What to do:
Only one stretch of the listing below is wanted. Give it again exactly, from the line with "let mut missing_greeks = 0usize;" through the line with "let contracts = oi".

Dataset records:
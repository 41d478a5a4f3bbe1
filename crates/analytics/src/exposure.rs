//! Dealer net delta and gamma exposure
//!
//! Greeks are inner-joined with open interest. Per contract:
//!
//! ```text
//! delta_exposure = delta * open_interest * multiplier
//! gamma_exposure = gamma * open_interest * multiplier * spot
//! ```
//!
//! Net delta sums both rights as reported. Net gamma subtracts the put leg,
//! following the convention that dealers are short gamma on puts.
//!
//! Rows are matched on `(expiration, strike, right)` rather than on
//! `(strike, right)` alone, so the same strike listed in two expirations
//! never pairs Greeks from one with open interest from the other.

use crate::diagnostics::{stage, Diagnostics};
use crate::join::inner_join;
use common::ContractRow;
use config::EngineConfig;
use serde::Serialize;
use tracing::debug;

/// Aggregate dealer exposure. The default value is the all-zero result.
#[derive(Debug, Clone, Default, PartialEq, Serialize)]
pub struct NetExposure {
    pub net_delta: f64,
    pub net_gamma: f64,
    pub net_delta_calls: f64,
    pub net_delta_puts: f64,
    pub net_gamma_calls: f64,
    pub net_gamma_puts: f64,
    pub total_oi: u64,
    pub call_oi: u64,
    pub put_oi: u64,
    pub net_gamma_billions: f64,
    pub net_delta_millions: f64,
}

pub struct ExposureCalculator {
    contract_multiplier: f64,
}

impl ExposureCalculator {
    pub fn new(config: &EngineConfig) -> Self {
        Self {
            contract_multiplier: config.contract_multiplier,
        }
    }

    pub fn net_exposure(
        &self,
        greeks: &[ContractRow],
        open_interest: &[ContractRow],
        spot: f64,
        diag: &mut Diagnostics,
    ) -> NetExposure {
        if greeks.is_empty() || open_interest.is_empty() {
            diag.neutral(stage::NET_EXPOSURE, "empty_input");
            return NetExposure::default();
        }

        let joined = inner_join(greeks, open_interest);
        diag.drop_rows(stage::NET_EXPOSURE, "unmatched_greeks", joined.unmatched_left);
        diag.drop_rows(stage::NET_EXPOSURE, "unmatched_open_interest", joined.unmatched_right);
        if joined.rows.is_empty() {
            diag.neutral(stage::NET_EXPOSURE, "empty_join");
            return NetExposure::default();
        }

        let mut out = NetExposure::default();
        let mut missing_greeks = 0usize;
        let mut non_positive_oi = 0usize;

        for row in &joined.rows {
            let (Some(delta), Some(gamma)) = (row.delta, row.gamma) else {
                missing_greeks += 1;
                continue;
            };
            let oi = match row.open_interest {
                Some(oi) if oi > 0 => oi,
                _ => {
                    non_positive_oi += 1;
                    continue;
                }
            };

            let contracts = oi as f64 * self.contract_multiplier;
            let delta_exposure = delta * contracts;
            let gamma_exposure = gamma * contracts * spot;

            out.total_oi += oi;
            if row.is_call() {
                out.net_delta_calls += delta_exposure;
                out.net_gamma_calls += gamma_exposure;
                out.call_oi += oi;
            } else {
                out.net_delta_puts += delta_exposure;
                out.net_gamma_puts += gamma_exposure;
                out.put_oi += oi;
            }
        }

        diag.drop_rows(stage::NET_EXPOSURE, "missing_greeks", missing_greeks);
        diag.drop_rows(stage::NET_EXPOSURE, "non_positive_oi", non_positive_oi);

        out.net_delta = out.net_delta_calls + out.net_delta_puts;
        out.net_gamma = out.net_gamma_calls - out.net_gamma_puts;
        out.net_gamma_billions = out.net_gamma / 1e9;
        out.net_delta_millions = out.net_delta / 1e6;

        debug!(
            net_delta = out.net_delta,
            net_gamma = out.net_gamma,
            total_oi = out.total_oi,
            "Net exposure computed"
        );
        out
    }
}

Exercise output:
        let mut missing_greeks = 0usize;
        let mut non_positive_oi = 0usize;

        for row in &joined.rows {
            let (Some(delta), Some(gamma)) = (row.delta, row.gamma) else {
                missing_greeks += 1;
                continue;
            };
            let oi = match row.open_interest {
                Some(oi) if oi > 0 => oi,
                _ => {
                    non_positive_oi += 1;
                    continue;
                }
            };

            let contracts = oi as f64 * self.contract_multiplier;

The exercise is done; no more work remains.